If you are an American of European descent and your ancestors came to this continent during the 1600s or 1700s, there is a 50 percent chance they came as indentured servants. It is estimated that one out of every two European colonists came to America under this condition.

STEP 1. Look up the definition of "indenture" in the dictionary and write it below:


STEP 2. Read the background information about Indentured Servitude in the colonies below.

YOU MUST Underline or highlight key words as you go!!!

BEFORE THE JOURNEY: "Many of the spirits [people who recruited indentured servants] haunted the London slums and those of Bristol and other seaports. It was not difficult to find hungry and thirsty victims who, over a dinner and much liquor, would sign anything before them. The spirit would then hustle his prey to his headquarters to be added to a waiting company of others, safely kept where they could not escape until a ship was ready for them. An easier way was to pick up a sleeping drunk from the gutter and put him aboard a vessel for America, where, with no indenture, he could be sold to his own disadvantage and with the American planter's gain. Children were valuable and could be enticed with candy to come along with a spirit. Sometimes they, and older people too, were seized by force."

THE JOURNEY: The ocean journey to America usually took eight to twelve weeks. Indentured servants were packed into the ships tightly, often being held in the hold without a chance to get fresh air. "Every two weeks at sea the [indentured servant] passengers received an allowance of bread. One man and his wife, having eaten their bread in eight days, staggered before the captain and begged him to throw them overboard, for they would otherwise starve before the next bread day. The captain laughed in their faces, while the ship's mate, even more of a brute, gave them a bag of sand and told them to eat that. The couple did die before the next ration of bread, but the captain charged the other passengers for the bread the two would have eaten if they had survived."

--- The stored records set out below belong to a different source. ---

use indicatif::{ProgressBar, ProgressDrawTarget, ProgressStyle};
use std::time::Duration;

fn bar_style() -> ProgressStyle {
    ProgressStyle::with_template(
        "{prefix:.bold} {msg:.bold} [{elapsed_precise}] {bar:48.cyan/blue} {pos:>7}/{len:7} {percent:>3}% ETA {eta_precise}",
    )
    .unwrap()
    .progress_chars("█▇▆▅▄▃▂▁ ")
}

fn spinner_style() -> ProgressStyle {
    ProgressStyle::with_template("{prefix:.bold} {spinner:.magenta} {msg:.bold} [{elapsed_precise}]")
        .unwrap()
        .tick_chars("⠋⠙⠹⠸⠼⠴⠦⠧⠇⠏")
}

pub fn bar(len: u64, prefix: &str, msg: &str) -> ProgressBar {
    let pb = ProgressBar::with_draw_target(Some(len), ProgressDrawTarget::stderr_with_hz(15));
    pb.set_style(bar_style());
    pb.set_prefix(prefix.to_string());
    pb.set_message(msg.to_string());
    pb
}

pub fn spinner(prefix: &str, msg: &str) -> ProgressBar {
    let pb = ProgressBar::with_draw_target(None, ProgressDrawTarget::stderr_with_hz(15));
    pb.set_style(spinner_style());
    pb.set_prefix(prefix.to_string());
    pb.set_message(msg.to_string());
    pb.enable_steady_tick(Duration::from_millis(80));
    pb
}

UPON ARRIVAL IN AMERICA: Some indentured servants had their contract of service worked out with waiting American colonists who would be their masters for four to seven years. Others, upon arrival, were bought and sold much in the same manner as slaves. An announcement in the Virginia Gazette read, "Just arrived at Leedstown, the Ship Justitia, with about one Hundred Healthy Servants, Men Women and Boys. . . . The Sale will commence on Tuesday the 2nd of April."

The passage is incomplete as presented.